_Task_. Set out exactly every line of the entries below, starting at the line that holds "pub mod service;" and stopping after the line that holds "use state::AppState;".

_Provided records_.
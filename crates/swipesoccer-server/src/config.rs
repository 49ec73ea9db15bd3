use std::time::Duration;

use serde::Deserialize;

use swipesoccer_core::board::{BoardError, BoardGeometry, STANDARD_COLS, STANDARD_ROWS};
use swipesoccer_core::game::DEFAULT_MAX_PLAYERS;

const CONFIG_FILE: &str = "swipesoccer.toml";

/// Top-level server configuration, loaded from `swipesoccer.toml`.
#[derive(Debug, Clone, Deserialize)]
#[serde(default)]
pub struct ServerConfig {
    pub listen_addr: String,
    pub web_root: String,
    pub game: GameConfig,
    pub limits: LimitsConfig,
    pub lifecycle: LifecycleConfig,
    pub storage: StorageConfig,
}

impl Default for ServerConfig {
    fn default() -> Self {
        Self {
            listen_addr: "0.0.0.0:8080".to_string(),
            web_root: "web".to_string(),
            game: GameConfig::default(),
            limits: LimitsConfig::default(),
            lifecycle: LifecycleConfig::default(),
            storage: StorageConfig::default(),
        }
    }
}

/// Board shape and match rules.
#[derive(Debug, Clone, Deserialize)]
#[serde(default)]
pub struct GameConfig {
    pub rows: usize,
    pub cols: usize,
    /// Roster size at which a waiting game starts.
    pub max_players: usize,
    /// How long an operation waits for a game's lock before giving up with
    /// `GameBusy`.
    pub lock_timeout_ms: u64,
    /// Join attempts against existing games before a new one is created.
    pub matchmaking_attempts: usize,
}

impl Default for GameConfig {
    fn default() -> Self {
        Self {
            rows: STANDARD_ROWS,
            cols: STANDARD_COLS,
            max_players: DEFAULT_MAX_PLAYERS,
            lock_timeout_ms: 2000,
            matchmaking_attempts: 3,
        }
    }
}

impl GameConfig {
    pub fn geometry(&self) -> Result<BoardGeometry, BoardError> {
        BoardGeometry::new(self.rows, self.cols)
    }

    pub fn lock_timeout(&self) -> Duration {
        Duration::from_millis(self.lock_timeout_ms)
    }
}

/// Infrastructure limits (connection caps, buffer sizes, rate limits).
#[derive(Debug, Clone, Deserialize)]
#[serde(default)]
pub struct LimitsConfig {
    pub max_ws_connections: usize,
    pub ws_rate_limit_per_sec: f64,
    pub player_message_buffer: usize,
    pub presence_event_capacity: usize,
}

impl Default for LimitsConfig {
    fn default() -> Self {
        Self {
            max_ws_connections: 200,
            ws_rate_limit_per_sec: 20.0,
            player_message_buffer: 64,
            presence_event_capacity: 1024,
        }
    }
}

/// Game lifecycle configuration.
#[derive(Debug, Clone, Deserialize)]
#[serde(default)]
pub struct LifecycleConfig {
    pub idle_timeout_secs: u64,
    pub idle_check_interval_secs: u64,
}

impl Default for LifecycleConfig {
    fn default() -> Self {
        Self {
            idle_timeout_secs: 3600,
            idle_check_interval_secs: 60,
        }
    }
}

/// Where games are persisted. No path keeps them in memory only.
#[derive(Debug, Clone, Default, Deserialize)]
#[serde(default)]
pub struct StorageConfig {
    pub path: Option<String>,
}

#[derive(Debug)]
pub enum ConfigError {
    InvalidListenAddr(String),
    InvalidBoard(BoardError),
    MustBePositive(&'static str),
}

impl std::fmt::Display for ConfigError {
    fn fmt(&self, f: &mut std::fmt::Formatter<'_>) -> std::fmt::Result {
        match self {
            Self::InvalidListenAddr(addr) => {
                write!(f, "listen_addr {addr:?} is not a valid socket address")
            },
            Self::InvalidBoard(e) => write!(f, "invalid board: {e}"),
            Self::MustBePositive(field) => write!(f, "{field} must be > 0"),
        }
    }
}

impl std::error::Error for ConfigError {}

impl ServerConfig {
    /// Check the configuration, returning the first problem found.
    pub fn validate(&self) -> Result<(), ConfigError> {
        if self.listen_addr.parse::<std::net::SocketAddr>().is_err() {
            return Err(ConfigError::InvalidListenAddr(self.listen_addr.clone()));
        }

        self.game.geometry().map_err(ConfigError::InvalidBoard)?;
        if self.game.max_players < 2 {
            tracing::warn!(
                max_players = self.game.max_players,
                "game.max_players below 2, games will start with two players"
            );
        }
        if self.game.lock_timeout_ms == 0 {
            return Err(ConfigError::MustBePositive("game.lock_timeout_ms"));
        }
        if self.game.matchmaking_attempts == 0 {
            return Err(ConfigError::MustBePositive("game.matchmaking_attempts"));
        }

        if self.limits.max_ws_connections == 0 {
            return Err(ConfigError::MustBePositive("limits.max_ws_connections"));
        }
        if self.limits.ws_rate_limit_per_sec <= 0.0 {
            return Err(ConfigError::MustBePositive("limits.ws_rate_limit_per_sec"));
        }
        if self.limits.player_message_buffer == 0 {
            return Err(ConfigError::MustBePositive("limits.player_message_buffer"));
        }
        if self.limits.presence_event_capacity == 0 {
            return Err(ConfigError::MustBePositive(
                "limits.presence_event_capacity",
            ));
        }

        if self.lifecycle.idle_timeout_secs == 0 {
            return Err(ConfigError::MustBePositive("lifecycle.idle_timeout_secs"));
        }
        if self.lifecycle.idle_check_interval_secs == 0 {
            return Err(ConfigError::MustBePositive(
                "lifecycle.idle_check_interval_secs",
            ));
        }
        Ok(())
    }

    /// Load config from `swipesoccer.toml` if it exists, then apply env var overrides.
    pub fn load() -> Self {
        let mut config = match std::fs::read_to_string(CONFIG_FILE) {
            Ok(content) => match toml::from_str::<ServerConfig>(&content) {
                Ok(cfg) => {
                    tracing::info!("Loaded configuration from {CONFIG_FILE}");
                    cfg
                },
                Err(e) => {
                    tracing::warn!("Failed to parse {CONFIG_FILE}: {e}, using defaults");
                    ServerConfig::default()
                },
            },
            Err(_) => {
                tracing::info!("No {CONFIG_FILE} found, using defaults");
                ServerConfig::default()
            },
        };
        config.apply_env_overrides();
        config
    }

    fn apply_env_overrides(&mut self) {
        if let Ok(addr) = std::env::var("SWIPESOCCER_LISTEN_ADDR")
            && !addr.is_empty()
        {
            self.listen_addr = addr;
        }
        if let Ok(root) = std::env::var("SWIPESOCCER_WEB_ROOT")
            && !root.is_empty()
        {
            self.web_root = root;
        }
        if let Ok(path) = std::env::var("SWIPESOCCER_STORAGE_PATH")
            && !path.is_empty()
        {
            self.storage.path = Some(path);
        }
        if let Ok(val) = std::env::var("SWIPESOCCER_MAX_PLAYERS")
            && let Ok(n) = val.parse::<usize>()
        {
            self.game.max_players = n;
        }

        // Limits overrides
        if let Ok(val) = std::env::var("SWIPESOCCER_MAX_WS_CONNECTIONS")
            && let Ok(n) = val.parse::<usize>()
        {
            self.limits.max_ws_connections = n;
        }
        if let Ok(val) = std::env::var("SWIPESOCCER_WS_RATE_LIMIT")
            && let Ok(n) = val.parse::<f64>()
        {
            self.limits.ws_rate_limit_per_sec = n;
        }
    }
}
use std::sync::Arc;
use std::sync::atomic::{AtomicBool, AtomicUsize, Ordering};

use swipesoccer_core::board::{Board, BoardGeometry};

use crate::config::ServerConfig;
use crate::directory::SessionDirectory;
use crate::presence::PresenceTracker;
use crate::service::GameService;
use crate::store::{GameStore, JsonDirStore, MemoryStore};

#[derive(Clone)]
pub struct AppState {
    pub service: Arc<GameService>,
    pub config: Arc<ServerConfig>,
    pub ws_connection_count: Arc<AtomicUsize>,
    /// Set once the presence listener is consuming disconnect events.
    pub presence_listener_running: Arc<AtomicBool>,
}

impl AppState {
    pub fn new(config: ServerConfig) -> Self {
        let geometry = config.game.geometry().unwrap_or_else(|e| {
            tracing::error!(error = %e, "Invalid board geometry, using the standard board");
            BoardGeometry::STANDARD
        });
        let store = open_store(&config);
        let directory = Arc::new(SessionDirectory::new(
            Board::generate(geometry),
            config.game.max_players,
            config.game.lock_timeout(),
            store,
        ));
        let presence = Arc::new(PresenceTracker::new(config.limits.presence_event_capacity));
        let service = Arc::new(GameService::new(
            presence,
            directory,
            config.game.matchmaking_attempts,
        ));

        Self {
            service,
            config: Arc::new(config),
            ws_connection_count: Arc::new(AtomicUsize::new(0)),
            presence_listener_running: Arc::new(AtomicBool::new(false)),
        }
    }
}

fn open_store(config: &ServerConfig) -> Arc<dyn GameStore> {
    let Some(path) = &config.storage.path else {
        return Arc::new(MemoryStore::new());
    };
    match JsonDirStore::open(path) {
        Ok(store) => {
            tracing::info!(path = %path, "Persisting games as JSON files");
            Arc::new(store)
        },
        Err(e) => {
            tracing::warn!(path = %path, error = %e, "Failed to open game storage, keeping games in memory");
            Arc::new(MemoryStore::new())
        },
    }
}

/// Counts a live WebSocket connection for as long as it is held.
pub struct ConnectionGuard {
    count: Arc<AtomicUsize>,
}

impl ConnectionGuard {
    pub fn new(count: Arc<AtomicUsize>) -> Self {
        count.fetch_add(1, Ordering::Relaxed);
        Self { count }
    }
}

impl Drop for ConnectionGuard {
    fn drop(&mut self) {
        self.count.fetch_sub(1, Ordering::Relaxed);
    }
}
pub mod config;
pub mod directory;
pub mod error;
pub mod health;
pub mod presence;
pub mod service;
pub mod state;
pub mod store;
pub mod ws;

use std::sync::atomic::Ordering;
use std::time::Duration;

use axum::Router;
use tokio::sync::broadcast::error::RecvError;
use tower_http::cors::CorsLayer;
use tower_http::services::ServeDir;

use config::ServerConfig;
use presence::PresenceEvent;
use state::AppState;

/// Build the Axum router and application state from a config.
pub fn build_app(config: ServerConfig) -> (Router<()>, AppState) {
    let web_root = config.web_root.clone();
    let state = AppState::new(config);

    let app = Router::new()
        .route("/ws", axum::routing::get(ws::ws_handler))
        .route("/health", axum::routing::get(health::health_check))
        .route("/ready", axum::routing::get(health::readiness_check))
        .fallback_service(ServeDir::new(&web_root))
        .layer(CorsLayer::permissive())
        .with_state(state.clone());

    (app, state)
}

/// Background task that turns `PlayerDisconnected` events into channel
/// cleanup and inactivity purges.
pub fn spawn_presence_listener(state: AppState) {
    // Subscribe before spawning so no disconnect is missed.
    let mut rx = state.service.presence().subscribe();
    state
        .presence_listener_running
        .store(true, Ordering::Release);

    tokio::spawn(async move {
        loop {
            match rx.recv().await {
                Ok(PresenceEvent::PlayerDisconnected {
                    player_id,
                    connection,
                    game_id: Some(game_id),
                }) => {
                    let directory = state.service.directory();
                    directory.leave_channel(game_id, player_id, connection).await;
                    if state.service.purge_if_inactive(game_id).await {
                        tracing::debug!(game_id = %game_id, "Last player left, game purged");
                    }
                },
                Ok(PresenceEvent::PlayerDisconnected { game_id: None, .. }) => {},
                Err(RecvError::Lagged(n)) => {
                    tracing::warn!("Presence listener lagged by {n} events");
                },
                Err(RecvError::Closed) => {
                    tracing::info!("Presence channel closed, stopping listener");
                    break;
                },
            }
        }
        state
            .presence_listener_running
            .store(false, Ordering::Release);
    });
}

/// Background task that removes games nobody has touched within the idle
/// timeout.
pub fn spawn_idle_sweeper(state: AppState) {
    let interval = Duration::from_secs(state.config.lifecycle.idle_check_interval_secs);
    let max_idle = Duration::from_secs(state.config.lifecycle.idle_timeout_secs);

    tokio::spawn(async move {
        let mut ticker = tokio::time::interval(interval);
        // The first tick completes immediately.
        ticker.tick().await;
        loop {
            ticker.tick().await;
            let removed = state
                .service
                .directory()
                .cleanup_idle_games(max_idle, state.service.presence())
                .await;
            if removed > 0 {
                tracing::info!(removed, "Idle games removed");
            }
        }
    });
}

_Result for this exercise_.
pub mod service;
pub mod state;
pub mod store;
pub mod ws;

use std::sync::atomic::Ordering;
use std::time::Duration;

use axum::Router;
use tokio::sync::broadcast::error::RecvError;
use tower_http::cors::CorsLayer;
use tower_http::services::ServeDir;

use config::ServerConfig;
use presence::PresenceEvent;
use state::AppState;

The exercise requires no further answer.